Vediamo un po’ più nel dettaglio ciò che è da sempre il fiore all’occhiello di Ponderosa Music & Art: la musica. Il concerto di Matthew Herbert, previsto per la serata del 3 luglio e non confermato per problemi di quarantena, viene più che dignitosamente sostituito da un’esibizione di Frida Bollani Magoni. Numerosi poi gli artisti che suoneranno sul palco di Melpignano, selezionati per la loro particolare attenzione alle tematiche trattate: Lucio Corsi (30 Giugno), Vasco Brondi (1 Luglio), Claver Gold & Murubuto (il 3 luglio) e The Vegetable Orchestra (il 4 luglio). Si arricchiscono inoltre le sonorizzazioni dei cortometraggi: Il 30 giugno verrà proiettato “4Est Suite” del Collettivo 21, dedicata alla tempesta di Vaia. Il 2 luglio sarà il turno di Ballaké Sissoko e Redi Hasa, che dopo una prima performance alle 21.30, metteranno in musica alle 23.00 il cortometraggio “The Fisherman”. L’opening del concerto del 3 spetterà invece a Mauro Durante e Justin Adams, che saranno seguiti da una sonorizzazione di Populus dei cortometraggi “The Beauty” e “Mourning Country”. Infine, il 4 luglio vedremo Giulio Bianco cimentarsi nella narrazione musicale del cortometraggio Lost Word.


Tante le novità anche dal punto di vista delle esperienze utili per approfondire ed esplorare le tematiche del festival: è stata creata infatti la rete “Amici del Climate Space”, che potete visionare qui. Si tratta di associazioni, fondazioni, musei, guide e professionisti impegnati quotidianamente sul territorio nell’affrontare le tematiche toccate durante le cinque giornate del Festival. Una rete di realtà radicate nel territorio, perché la ricerca di un futuro migliore possa proseguire ben al di là del festival. Alcuni di loro hanno poi aderito all’iniziativa “Oltre il Festival”, realizzando attività, escursioni, conferenze e visite guidate rivolte ai partecipanti del Climate Space, durante tutto il festival.

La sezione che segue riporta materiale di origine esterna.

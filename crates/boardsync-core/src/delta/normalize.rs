//! Normalizers for REST responses and broadcast events.

use crate::api::MutationOutcome;
use crate::board::{BoardStore, CardPatch};
use crate::broadcast::BroadcastEvent;
use crate::error::SyncResult;
use crate::optimistic::Intent;

use super::{Channel, Delta, DeltaKind};

pub use super::webhook::normalize_webhook;

/// An inbound event from a source other than the local user.
#[derive(Debug, Clone, PartialEq)]
pub enum RawEvent {
    Broadcast(BroadcastEvent),
    Webhook(serde_json::Value),
}

impl RawEvent {
    pub fn channel(&self) -> Channel {
        match self {
            Self::Broadcast(_) => Channel::Broadcast,
            Self::Webhook(_) => Channel::Webhook,
        }
    }
}

/// Translate a broadcast event into at most one delta.
///
/// `store` supplies the card's last known owning list so that a
/// `cardUpdated` carrying a different `idList` becomes a move.
pub fn normalize_broadcast(event: &BroadcastEvent, store: &BoardStore) -> SyncResult<Option<Delta>> {
    event.validate()?;
    let delta = match event {
        BroadcastEvent::CardCreated(card) => Delta::created(card.clone(), None, Channel::Broadcast),
        BroadcastEvent::CardUpdated { card_id, updates } => {
            let fields = updates.patch();
            let known_list = store.locate(card_id).map(|(list_id, _)| list_id);
            match updates.id_list.as_deref() {
                Some(to) if known_list != Some(to) => Delta::new(
                    DeltaKind::Moved {
                        card_id: card_id.clone(),
                        from_list_id: known_list.map(str::to_string),
                        to_list_id: to.to_string(),
                        index: None,
                        fields,
                    },
                    Channel::Broadcast,
                ),
                _ if fields.is_empty() => return Ok(None),
                _ => Delta::updated(card_id.clone(), fields, Channel::Broadcast),
            }
        }
        BroadcastEvent::CardDeleted { card_id } => Delta::deleted(card_id.clone(), Channel::Broadcast),
        BroadcastEvent::CardArchived { card_id } => Delta::archived(card_id.clone(), Channel::Broadcast),
    };
    Ok(Some(delta))
}

/// Translate the REST response to a local mutation into a delta.
///
/// `intent` is the mutation that was issued and `from_list_id` the card's
/// owning list before the optimistic change, which the response no longer
/// carries.
pub fn normalize_rest(outcome: &MutationOutcome, intent: &Intent, from_list_id: Option<&str>) -> Delta {
    match outcome {
        MutationOutcome::Created(card) => Delta::created(card.clone(), None, Channel::Local),
        MutationOutcome::Updated(card) => {
            let fields = match intent {
                Intent::UpdateCard { fields, .. } => fields.read_from(card),
                _ => CardPatch {
                    name: Some(card.name.clone()),
                    desc: card.desc.clone(),
                },
            };
            Delta::updated(card.id.clone(), fields, Channel::Local)
        }
        MutationOutcome::Moved(card) => {
            let index = match intent {
                Intent::MoveCard { index, .. } => *index,
                _ => None,
            };
            Delta::moved(
                card.id.clone(),
                from_list_id.map(str::to_string),
                card.id_list.clone(),
                index,
                Channel::Local,
            )
        }
        MutationOutcome::Archived { card_id } => Delta::archived(card_id.clone(), Channel::Local),
        MutationOutcome::Deleted { card_id } => Delta::deleted(card_id.clone(), Channel::Local),
    }
}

Presto pubblicheremo sulle nostre pagine fecebook e instagram la lista delle attività e i contatti per le prenotazioni. Per i più giovani (e non solo) sarà possibile partecipare ai ricchi e variegati laboratori di educazione ambientale, gestiti dagli studenti dell’Università del Salento, per i quali è già possibile è obbligatoria la prenotazione sul sito.
Insomma, il festival punta in alto promuovendo la realizzazione di un ecosistema dove diversi argomenti, modalità espressive e territori, anche se trattati separatamente, alla fine si dimostrano tutti connessi in una fitta rete con un intento comune.